PROBLEM DETAILS. Copy word for word, please, the lines of the entries below running from the one containing "fn decode_fields(raw: &mut" to the one containing "fn property_map(&self) ->", both ends included.

Stored data

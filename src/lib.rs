// Allow common clippy pedantic lints that aren't critical for this codebase
#![allow(clippy::cast_possible_truncation)]
#![allow(clippy::cast_sign_loss)]
#![allow(clippy::too_many_lines)]
#![allow(clippy::must_use_candidate)]
#![allow(clippy::items_after_statements)]
#![allow(clippy::needless_pass_by_value)]
#![allow(clippy::return_self_not_must_use)]
#![allow(clippy::new_without_default)]

//! # Platform Services
//!
//! Typed async client for the Global Search V2 and Resource Controller V2
//! platform APIs.
//!
//! ## Features
//!
//! - **Cursor Pagination**: [`Pager`] walks any list endpoint page by page,
//!   collects everything, or streams pages lazily
//! - **Extensible Records**: [`ExtensibleRecord`] payloads keep unknown wire
//!   fields next to their declared ones and round-trip them unchanged
//! - **Resilient Transport**: retries with backoff, `Retry-After` handling and
//!   client-side rate limiting
//! - **Configuration**: environment variables or a YAML file per service
//!
//! ## Quick Start
//!
//! ```rust,ignore
//! use platform_services::resource_controller::{
//!     ListResourceInstancesOptions, ResourceControllerV2,
//! };
//!
//! #[tokio::main]
//! async fn main() -> platform_services::Result<()> {
//!     let controller = ResourceControllerV2::from_env()?;
//!
//!     let options = ListResourceInstancesOptions::new().limit(50);
//!     let mut pager = controller.new_resource_instances_pager(&options)?;
//!     for instance in pager.get_all().await? {
//!         println!("{:?}", instance.name);
//!     }
//!
//!     Ok(())
//! }
//! ```
//!
//! ## Architecture
//!
//! ```text
//! ┌───────────────────────────────┬──────────────────────────────────┐
//! │        global_search          │       resource_controller        │
//! │  search  supported_types      │  instances  keys  (CRUD, lock)   │
//! └───────────────┬───────────────┴────────────────┬─────────────────┘
//!                 │                                │
//! ┌───────────────┴────────────┬───────────────────┴─────────────────┐
//! │        pagination          │              record                 │
//! │  Pager  PageFetcher        │  ExtensibleRecord  extensible_serde │
//! └───────────────┬────────────┴─────────────────────────────────────┘
//!                 │
//! ┌───────────────┴────────────────────────────────────────────────────┐
//! │  http: retry, backoff, rate limit    config: env / YAML            │
//! └────────────────────────────────────────────────────────────────────┘
//! ```

#![warn(clippy::all)]
#![warn(clippy::pedantic)]
#![allow(clippy::module_name_repetitions)]
#![allow(clippy::missing_errors_doc)]
#![allow(clippy::missing_panics_doc)]
#![allow(clippy::doc_markdown)]

// ============================================================================
// Module declarations
// ============================================================================

/// Error types for the client
pub mod error;

/// Common types and type aliases
pub mod types;

/// HTTP client with retry and rate limiting
pub mod http;

/// Cursor-driven pagination
pub mod pagination;

/// Records with declared fields plus dynamic properties
pub mod record;

/// Service configuration
pub mod config;

/// Global Search V2 service
pub mod global_search;

/// Resource Controller V2 service
pub mod resource_controller;

/// Command-line interface
pub mod cli;

// ============================================================================
// Re-exports
// ============================================================================

pub use error::{Error, Result};
pub use types::*;

// Re-export commonly used types
pub use config::ServiceConfig;
pub use global_search::GlobalSearchV2;
pub use pagination::{ListOptions, PageFetcher, PageResult, Pager};
pub use record::ExtensibleRecord;
pub use resource_controller::ResourceControllerV2;

/// Crate version
pub const VERSION: &str = env!("CARGO_PKG_VERSION");

/// Crate name
pub const NAME: &str = env!("CARGO_PKG_NAME");
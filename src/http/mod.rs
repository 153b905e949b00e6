//! HTTP transport module
//!
//! The network collaborator behind every service call and every page fetch.
//!
//! # Features
//!
//! - **Automatic Retries**: 429, 5xx, timeouts and connect errors with backoff
//! - **Rate Limiting**: Token bucket rate limiter using governor
//! - **SDK Headers**: Per-operation analytics header
//! - **Path Encoding**: Ids are percent-encoded per path segment
//! - **Static Bearer Token**: Sent as `Authorization` when configured

mod client;
mod headers;
mod path;
mod rate_limit;

pub use client::{HttpClient, HttpClientConfig, HttpClientConfigBuilder, RequestConfig};
pub use headers::{sdk_headers, SDK_ANALYTICS_HEADER};
pub use path::encode_path;
pub use rate_limit::{RateLimiter, RateLimiterConfig};

#[cfg(test)]
mod tests;
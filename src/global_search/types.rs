//! Global Search request options and response models

use crate::error::Result;
use crate::pagination::ListOptions;
use crate::record::{put_field, take_field, ExtensibleRecord, PropertyMap};
use crate::types::{JsonObject, StringMap};
use serde::{Deserialize, Serialize};

// ============================================================================
// Options
// ============================================================================

/// Options for a search call
///
/// `search_cursor` is the continuation cursor; leave it unset when handing
/// the options to a pager.
#[derive(Debug, Clone, Default, PartialEq)]
pub struct SearchOptions {
    /// Lucene query string
    pub query: Option<String>,
    /// Fields returned for every item
    pub fields: Option<Vec<String>>,
    /// Cursor returned by the previous call
    pub search_cursor: Option<String>,
    /// Transaction id propagated in the `transaction-id` header
    pub transaction_id: Option<String>,
    /// Account to search in
    pub account_id: Option<String>,
    /// Maximum number of items per call
    pub limit: Option<i64>,
    /// Search timeout in milliseconds
    pub timeout: Option<i64>,
    /// Sort fields, `-` prefix for descending
    pub sort: Option<Vec<String>>,
    /// Additional request headers
    pub headers: StringMap,
}

impl SearchOptions {
    /// Create empty search options
    pub fn new() -> Self {
        Self::default()
    }

    #[must_use]
    pub fn query(mut self, query: impl Into<String>) -> Self {
        self.query = Some(query.into());
        self
    }

    #[must_use]
    pub fn fields<I, S>(mut self, fields: I) -> Self
    where
        I: IntoIterator<Item = S>,
        S: Into<String>,
    {
        self.fields = Some(fields.into_iter().map(Into::into).collect());
        self
    }

    #[must_use]
    pub fn search_cursor(mut self, cursor: impl Into<String>) -> Self {
        self.search_cursor = Some(cursor.into());
        self
    }

    #[must_use]
    pub fn transaction_id(mut self, id: impl Into<String>) -> Self {
        self.transaction_id = Some(id.into());
        self
    }

    #[must_use]
    pub fn account_id(mut self, id: impl Into<String>) -> Self {
        self.account_id = Some(id.into());
        self
    }

    #[must_use]
    pub fn limit(mut self, limit: i64) -> Self {
        self.limit = Some(limit);
        self
    }

    #[must_use]
    pub fn timeout(mut self, timeout: i64) -> Self {
        self.timeout = Some(timeout);
        self
    }

    #[must_use]
    pub fn sort<I, S>(mut self, sort: I) -> Self
    where
        I: IntoIterator<Item = S>,
        S: Into<String>,
    {
        self.sort = Some(sort.into_iter().map(Into::into).collect());
        self
    }

    #[must_use]
    pub fn header(mut self, key: impl Into<String>, value: impl Into<String>) -> Self {
        self.headers.insert(key.into(), value.into());
        self
    }
}

impl ListOptions for SearchOptions {
    fn cursor(&self) -> Option<&str> {
        self.search_cursor.as_deref()
    }

    fn set_cursor(&mut self, cursor: Option<String>) {
        self.search_cursor = cursor;
    }
}

// ============================================================================
// Models
// ============================================================================

/// One resource found by a search
///
/// Only `crn` is declared; every other requested field is kept as a dynamic
/// property.
#[derive(Debug, Clone, Default, PartialEq)]
pub struct ResultItem {
    /// Cloud resource name of the resource
    pub crn: Option<String>,
    additional_properties: PropertyMap,
}

impl ResultItem {
    /// Create an item for the given CRN
    pub fn new(crn: impl Into<String>) -> Self {
        Self {
            crn: Some(crn.into()),
            additional_properties: PropertyMap::new(),
        }
    }
}

impl ExtensibleRecord for ResultItem {
    const FIELDS: &'static [&'static str] = &["crn"];

    fn decode_fields(raw: &mut JsonObject) -> Result<Self> {
        Ok(Self {
            crn: take_field(raw, "crn")?,
            additional_properties: PropertyMap::new(),
        })
    }

    fn encode_fields(&self, out: &mut JsonObject) -> Result<()> {
        put_field(out, "crn", self.crn.as_ref())
    }

    fn property_map(&self) -> &PropertyMap {
        &self.additional_properties
    }

    fn property_map_mut(&mut self) -> &mut PropertyMap {
        &mut self.additional_properties
    }
}

crate::extensible_serde!(ResultItem);

/// One batch of search results
#[derive(Debug, Clone, Default, PartialEq, Serialize, Deserialize)]
pub struct ScanResult {
    /// Cursor to send with the next call
    #[serde(default)]
    pub search_cursor: Option<String>,
    /// Limit applied by the service
    #[serde(default, skip_serializing_if = "Option::is_none")]
    pub limit: Option<f64>,
    /// Resources in this batch; empty once the results are exhausted
    #[serde(default)]
    pub items: Vec<ResultItem>,
}

/// Resource types the search service indexes
#[derive(Debug, Clone, Default, PartialEq, Eq, Serialize, Deserialize)]
pub struct SupportedTypesList {
    #[serde(default)]
    pub supported_types: Vec<String>,
}
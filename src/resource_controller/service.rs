//! Resource Controller V2 client

use super::options::{
    CreateResourceInstanceOptions, CreateResourceKeyOptions, DeleteResourceInstanceOptions,
    ListResourceInstancesOptions, ListResourceKeysForInstanceOptions, ListResourceKeysOptions,
    UpdateResourceInstanceOptions, UpdateResourceKeyOptions,
};
use super::types::{ResourceInstance, ResourceInstancesList, ResourceKey, ResourceKeysList};
use crate::config::ServiceConfig;
use crate::error::Result;
use crate::http::{encode_path, sdk_headers, HttpClient, RequestConfig};
use crate::pagination::{NextLocator, PageFetcher, PageResult, Pager};
use async_trait::async_trait;
use reqwest::Method;

/// Endpoint used when no URL is configured
pub const DEFAULT_SERVICE_URL: &str = "https://resource-controller.cloud.ibm.com";

/// Service name used for configuration lookup and SDK headers
pub const DEFAULT_SERVICE_NAME: &str = "resource_controller";

const SERVICE_VERSION: &str = "V2";

/// Pager over resource instances
pub type ResourceInstancesPager = Pager<ListResourceInstancesOptions, ResourceControllerV2>;

/// Pager over resource keys
pub type ResourceKeysPager = Pager<ListResourceKeysOptions, ResourceControllerV2>;

/// Pager over the keys of one resource instance
pub type ResourceKeysForInstancePager =
    Pager<ListResourceKeysForInstanceOptions, ResourceControllerV2>;

/// Client for the Resource Controller V2 API
#[derive(Debug, Clone)]
pub struct ResourceControllerV2 {
    client: HttpClient,
}

impl ResourceControllerV2 {
    /// Create a client on top of an existing transport
    ///
    /// The transport's base URL must point at the service.
    pub fn new(client: HttpClient) -> Self {
        Self { client }
    }

    /// Create a client from service settings
    pub fn from_config(config: &ServiceConfig) -> Result<Self> {
        let mut http = config.http_config();
        if http.base_url.is_none() {
            http.base_url = Some(DEFAULT_SERVICE_URL.to_string());
        }
        Ok(Self::new(HttpClient::with_config(http)?))
    }

    /// Create a client configured from `RESOURCE_CONTROLLER_*` environment variables
    pub fn from_env() -> Result<Self> {
        Self::from_config(&ServiceConfig::from_env(DEFAULT_SERVICE_NAME)?)
    }

    /// The underlying transport
    pub fn client(&self) -> &HttpClient {
        &self.client
    }

    fn request(operation_id: &str) -> RequestConfig {
        RequestConfig::new().headers(sdk_headers(
            DEFAULT_SERVICE_NAME,
            SERVICE_VERSION,
            operation_id,
        ))
    }

    // ========================================================================
    // Resource Instances
    // ========================================================================

    /// List one page of resource instances
    pub async fn list_resource_instances(
        &self,
        options: &ListResourceInstancesOptions,
    ) -> Result<ResourceInstancesList> {
        let request = options.apply(Self::request("ListResourceInstances"));
        self.client.get_json("v2/resource_instances", request).await
    }

    /// Provision a new resource instance
    pub async fn create_resource_instance(
        &self,
        options: &CreateResourceInstanceOptions,
    ) -> Result<ResourceInstance> {
        let mut request = Self::request("CreateResourceInstance").json(serde_json::to_value(options)?);
        if let Some(lock) = options.entity_lock {
            request = request.header("Entity-Lock", lock.to_string());
        }
        self.client.post_json("v2/resource_instances", request).await
    }

    /// Get a resource instance by id
    pub async fn get_resource_instance(&self, id: &str) -> Result<ResourceInstance> {
        self.client
            .get_json(
                &encode_path(&["v2", "resource_instances", id])?,
                Self::request("GetResourceInstance"),
            )
            .await
    }

    /// Update a resource instance
    pub async fn update_resource_instance(
        &self,
        options: &UpdateResourceInstanceOptions,
    ) -> Result<ResourceInstance> {
        let request = Self::request("UpdateResourceInstance").json(serde_json::to_value(options)?);
        self.client
            .request_json(
                Method::PATCH,
                &encode_path(&["v2", "resource_instances", options.id.as_str()])?,
                request,
            )
            .await
    }

    /// Delete a resource instance
    pub async fn delete_resource_instance(
        &self,
        options: &DeleteResourceInstanceOptions,
    ) -> Result<()> {
        let request =
            Self::request("DeleteResourceInstance").query_opt("recursive", options.recursive);
        self.client
            .request(
                Method::DELETE,
                &encode_path(&["v2", "resource_instances", options.id.as_str()])?,
                request,
            )
            .await?;
        Ok(())
    }

    /// Lock a resource instance against updates and deletion
    pub async fn lock_resource_instance(&self, id: &str) -> Result<ResourceInstance> {
        self.client
            .post_json(
                &encode_path(&["v2", "resource_instances", id, "lock"])?,
                Self::request("LockResourceInstance"),
            )
            .await
    }

    /// Unlock a resource instance
    pub async fn unlock_resource_instance(&self, id: &str) -> Result<ResourceInstance> {
        self.client
            .request_json(
                Method::DELETE,
                &encode_path(&["v2", "resource_instances", id, "lock"])?,
                Self::request("UnlockResourceInstance"),
            )
            .await
    }

    /// Create a pager over every resource instance matching `options`
    ///
    /// Fails if `options.start` is already set.
    pub fn new_resource_instances_pager(
        &self,
        options: &ListResourceInstancesOptions,
    ) -> Result<ResourceInstancesPager> {
        Pager::new(options, self.clone())
    }

    // ========================================================================
    // Resource Keys
    // ========================================================================

    /// List one page of resource keys
    pub async fn list_resource_keys(
        &self,
        options: &ListResourceKeysOptions,
    ) -> Result<ResourceKeysList> {
        let request = options.apply(Self::request("ListResourceKeys"));
        self.client.get_json("v2/resource_keys", request).await
    }

    /// List one page of the keys of a resource instance
    pub async fn list_resource_keys_for_instance(
        &self,
        options: &ListResourceKeysForInstanceOptions,
    ) -> Result<ResourceKeysList> {
        let request = Self::request("ListResourceKeysForInstance")
            .query_opt("limit", options.limit)
            .query_opt("start", options.start.as_ref());
        self.client
            .get_json(
                &encode_path(&[
                    "v2",
                    "resource_instances",
                    options.id.as_str(),
                    "resource_keys",
                ])?,
                request,
            )
            .await
    }

    /// Create a resource key
    pub async fn create_resource_key(
        &self,
        options: &CreateResourceKeyOptions,
    ) -> Result<ResourceKey> {
        let request = Self::request("CreateResourceKey").json(serde_json::to_value(options)?);
        self.client.post_json("v2/resource_keys", request).await
    }

    /// Get a resource key by id
    pub async fn get_resource_key(&self, id: &str) -> Result<ResourceKey> {
        self.client
            .get_json(
                &encode_path(&["v2", "resource_keys", id])?,
                Self::request("GetResourceKey"),
            )
            .await
    }

    /// Rename a resource key
    pub async fn update_resource_key(
        &self,
        options: &UpdateResourceKeyOptions,
    ) -> Result<ResourceKey> {
        let request = Self::request("UpdateResourceKey").json(serde_json::to_value(options)?);
        self.client
            .request_json(
                Method::PATCH,
                &encode_path(&["v2", "resource_keys", options.id.as_str()])?,
                request,
            )
            .await
    }

    /// Delete a resource key
    pub async fn delete_resource_key(&self, id: &str) -> Result<()> {
        self.client
            .request(
                Method::DELETE,
                &encode_path(&["v2", "resource_keys", id])?,
                Self::request("DeleteResourceKey"),
            )
            .await?;
        Ok(())
    }

    /// Create a pager over every resource key matching `options`
    ///
    /// Fails if `options.start` is already set.
    pub fn new_resource_keys_pager(
        &self,
        options: &ListResourceKeysOptions,
    ) -> Result<ResourceKeysPager> {
        Pager::new(options, self.clone())
    }

    /// Create a pager over every key of one resource instance
    pub fn new_resource_keys_for_instance_pager(
        &self,
        options: &ListResourceKeysForInstanceOptions,
    ) -> Result<ResourceKeysForInstancePager> {
        Pager::new(options, self.clone())
    }
}

fn next_locator(next_url: Option<String>) -> Option<NextLocator> {
    next_url.map(NextLocator::Url)
}

#[async_trait]
impl PageFetcher<ListResourceInstancesOptions> for ResourceControllerV2 {
    type Item = ResourceInstance;

    async fn fetch_page(
        &self,
        options: &ListResourceInstancesOptions,
    ) -> Result<PageResult<ResourceInstance>> {
        let list = self.list_resource_instances(options).await?;
        Ok(PageResult {
            items: list.resources,
            next: next_locator(list.next_url),
        })
    }
}

#[async_trait]
impl PageFetcher<ListResourceKeysOptions> for ResourceControllerV2 {
    type Item = ResourceKey;

    async fn fetch_page(&self, options: &ListResourceKeysOptions) -> Result<PageResult<ResourceKey>> {
        let list = self.list_resource_keys(options).await?;
        Ok(PageResult {
            items: list.resources,
            next: next_locator(list.next_url),
        })
    }
}

#[async_trait]
impl PageFetcher<ListResourceKeysForInstanceOptions> for ResourceControllerV2 {
    type Item = ResourceKey;

    async fn fetch_page(
        &self,
        options: &ListResourceKeysForInstanceOptions,
    ) -> Result<PageResult<ResourceKey>> {
        let list = self.list_resource_keys_for_instance(options).await?;
        Ok(PageResult {
            items: list.resources,
            next: next_locator(list.next_url),
        })
    }
}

COMPLETED TASK.
    fn decode_fields(raw: &mut JsonObject) -> Result<Self> {
        Ok(Self {
            crn: take_field(raw, "crn")?,
            additional_properties: PropertyMap::new(),
        })
    }

    fn encode_fields(&self, out: &mut JsonObject) -> Result<()> {
        put_field(out, "crn", self.crn.as_ref())
    }

    fn property_map(&self) -> &PropertyMap {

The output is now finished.